Leptobrachella kalonensis
- Conservation status: Endangered (IUCN 3.1)

Scientific classification
- Kingdom: Animalia
- Phylum: Chordata
- Class: Amphibia
- Order: Anura
- Family: Megophryidae
- Genus: Leptobrachella
- Species: L. kalonensis
- Binomial name: Leptobrachella kalonensis (Rowley, Tran, Le, Dau, Peloso, Nguyen, Hoang, Nguyen, and Ziegler, 2016)
- Synonyms: Leptolalax kalonensis Rowley, Tran, Le, Dau, Peloso, Nguyen, Hoang, Nguyen, and Ziegler, 2016

= Leptobrachella kalonensis =

- Authority: (Rowley, Tran, Le, Dau, Peloso, Nguyen, Hoang, Nguyen, and Ziegler, 2016)
- Conservation status: EN
- Synonyms: Leptolalax kalonensis Rowley, Tran, Le, Dau, Peloso, Nguyen, Hoang, Nguyen, and Ziegler, 2016

Species of frog

Leptobrachella kalonensis is a species of frog in the family Megophryidae. It is endemic to Vietnam.

==Taxonomy==
Jodi J. L. Rowley and colleagues described this species in 2016. The holotype was deposited at the Institute of Ecology and Biological Resources (IEBR) in Hanoi.

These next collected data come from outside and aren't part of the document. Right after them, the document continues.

#[cfg(test)]
mod tests {
    use super::*;
    use pretty_assertions::assert_eq;

    fn ring_with(text: &str) -> (Ring, LineId) {
        let mut ring = Ring::default();
        let top = ring.top();
        let line = ring.insert_line(top).unwrap();
        ring.set_text(line, text.as_bytes()).unwrap();
        (ring, line)
    }

    fn fetched(text: &str) -> (Ring, LineId, Active) {
        let (ring, line) = ring_with(text);
        let mut active = Active::new(Role::Data);
        active.fetch(&ring, line).unwrap();
        (ring, line, active)
    }

    #[test]
    fn insert_and_commit() {
        let (mut ring, line, mut active) = fetched("");
        active.insert_char(0, b'A').unwrap();
        active.insert_char(1, b'B').unwrap();
        assert_eq!(active.state(), ActiveState::Changed);
        active.store(&mut ring).unwrap();
        assert_eq!(ring.text(line).unwrap(), b"AB");
        assert_eq!(active.state(), ActiveState::Reset);
        assert_eq!(active.text(), b"AB");
    }

    #[test]
    fn insert_past_end_pads_with_spaces() {
        let (_ring, _line, mut active) = fetched("ab");
        active.insert_char(5, b'x').unwrap();
        assert_eq!(active.text(), b"ab   x");
        active.insert_char(0, b'>').unwrap();
        assert_eq!(active.text(), b">ab   x");
    }

    #[test]
    fn expand_pads_to_column() {
        let (_ring, _line, mut active) = fetched("ab");
        active.expand(4).unwrap();
        assert_eq!(active.text(), b"ab   ");
        active.expand(1).unwrap();
        assert_eq!(active.len(), 5);
    }

    #[test]
    fn remove_and_replace_char() {
        let (_ring, _line, mut active) = fetched("abc");
        active.remove_char(1).unwrap();
        assert_eq!(active.text(), b"ac");
        active.remove_char(9).unwrap();
        assert_eq!(active.text(), b"ac");
        active.replace_char(3, b'z').unwrap();
        assert_eq!(active.text(), b"ac z");
    }

    #[test]
    fn clear_truncates_or_pads() {
        let (_ring, _line, mut active) = fetched("abcdef");
        active.clear(2).unwrap();
        assert_eq!(active.text(), b"ab");
        active.clear(4).unwrap();
        assert_eq!(active.text(), b"ab  ");
    }

    #[test]
    fn replace_string_three_ways() {
        let (_ring, _line, mut active) = fetched("hello world");
        active.replace_string(0, 5, b"HOWDY").unwrap();
        assert_eq!(active.text(), b"HOWDY world");
        active.replace_string(6, 5, b"everyone").unwrap();
        assert_eq!(active.text(), b"HOWDY everyone");
        active.replace_string(0, 6, b"").unwrap();
        assert_eq!(active.text(), b"everyone");
        active.replace_string(0, 5, b"n").unwrap();
        assert_eq!(active.text(), b"none");
    }

    #[test]
    fn replace_string_past_end_pads() {
        let (_ring, _line, mut active) = fetched("ab");
        active.replace_string(4, 2, b"xyz").unwrap();
        assert_eq!(active.text(), b"ab  xyz");
    }

    #[test]
    fn replace_string_delete_stops_at_line_end() {
        let (_ring, _line, mut active) = fetched("abc");
        active.replace_string(1, usize::MAX, b"Z").unwrap();
        assert_eq!(active.text(), b"aZ");
    }

    #[test]
    fn append_and_replace_line() {
        let (_ring, _line, mut active) = fetched("ab");
        active.append_string(b"cd").unwrap();
        assert_eq!(active.text(), b"abcd");
        active.replace_line(b"new").unwrap();
        assert_eq!(active.text(), b"new");
    }

    #[test]
    fn shrink_and_strip() {
        let (_ring, _line, mut active) = fetched("  mid  ");
        active.shrink().unwrap();
        assert_eq!(active.text(), b"  mid");
        active.strip().unwrap();
        assert_eq!(active.text(), b"mid");
    }

    #[test]
    fn shrink_without_blanks_stays_reset() {
        let (_ring, _line, mut active) = fetched("word");
        active.shrink().unwrap();
        assert_eq!(active.state(), ActiveState::Reset);
    }

    #[test]
    fn blank_line_commits_as_empty() {
        let (mut ring, line, mut active) = fetched("text");
        active.replace_line(b"    ").unwrap();
        active.store(&mut ring).unwrap();
        assert!(ring.line(line).unwrap().is_empty());
        assert_eq!(ring.pool().stats().live, 0);
    }

    #[test]
    fn store_without_change_is_noop() {
        let (mut ring, _line, mut active) = fetched("text");
        ring.set_changed(false);
        active.store(&mut ring).unwrap();
        assert!(!ring.is_changed());
    }

    #[test]
    fn undo_discards_pending_edit() {
        let (ring, _line, mut active) = fetched("keep");
        active.replace_line(b"lose").unwrap();
        active.undo(&ring).unwrap();
        assert_eq!(active.text(), b"keep");
        assert_eq!(active.state(), ActiveState::Reset);
    }

    #[test]
    fn readonly_line_is_protected() {
        let ring = Ring::default();
        let mut active = Active::new(Role::Data);
        active.fetch(&ring, ring.top()).unwrap();
        assert!(matches!(active.insert_char(0, b'x'), Err(ActiveError::Protected)));
        assert!(matches!(active.expand(3), Err(ActiveError::Protected)));
        assert_eq!(active.state(), ActiveState::Reset);
        assert_eq!(active.text(), core_text::ring::TOP_OF_FILE);
    }

    #[test]
    fn unbound_buffer_refuses_edits() {
        let mut active = Active::new(Role::Work);
        assert!(matches!(active.expand(0), Err(ActiveError::Unbound)));
    }

    #[test]
    fn long_lines_spill_and_stay_bounded() {
        let (mut ring, line, mut active) = fetched("");
        assert!(active.is_inline());
        for column in 0..SCRATCH_SIZE + 40 {
            active.insert_char(column, b'x').unwrap();
            assert!(active.len() <= active.capacity());
        }
        assert!(!active.is_inline());
        active.store(&mut ring).unwrap();
        assert_eq!(ring.text(line).unwrap().len(), SCRATCH_SIZE + 40);
        active.fetch(&ring, ring.top()).unwrap();
        assert!(active.is_inline());
    }

    #[test]
    fn follows_removed_line_to_successor() {
        let mut ring = Ring::default();
        let top = ring.top();
        let a = ring.insert_line(top).unwrap();
        let b = ring.insert_line(a).unwrap();
        ring.set_text(b, b"after").unwrap();
        let mut active = Active::new(Role::Data);
        active.fetch(&ring, a).unwrap();
        active.expand(3).unwrap();
        ring.remove_lines_with_undo(a, a, &mut active).unwrap();
        assert_eq!(active.line(), Some(b));
        assert_eq!(active.text(), b"after");
        assert_eq!(active.state(), ActiveState::Reset);
    }
}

Paratypes were deposited at IEBR as well as the American Museum of Natural History.

==Etymology==
The specific epithet kalonensis refers to species's type locality, which was near a village formerly called Kalon.

==Distribution==
As of 2021, this species has only been recorded in the Song Luy Watershed Forest, in Bình Thuận Province, Vietnam. It probably has a wider distribution, however.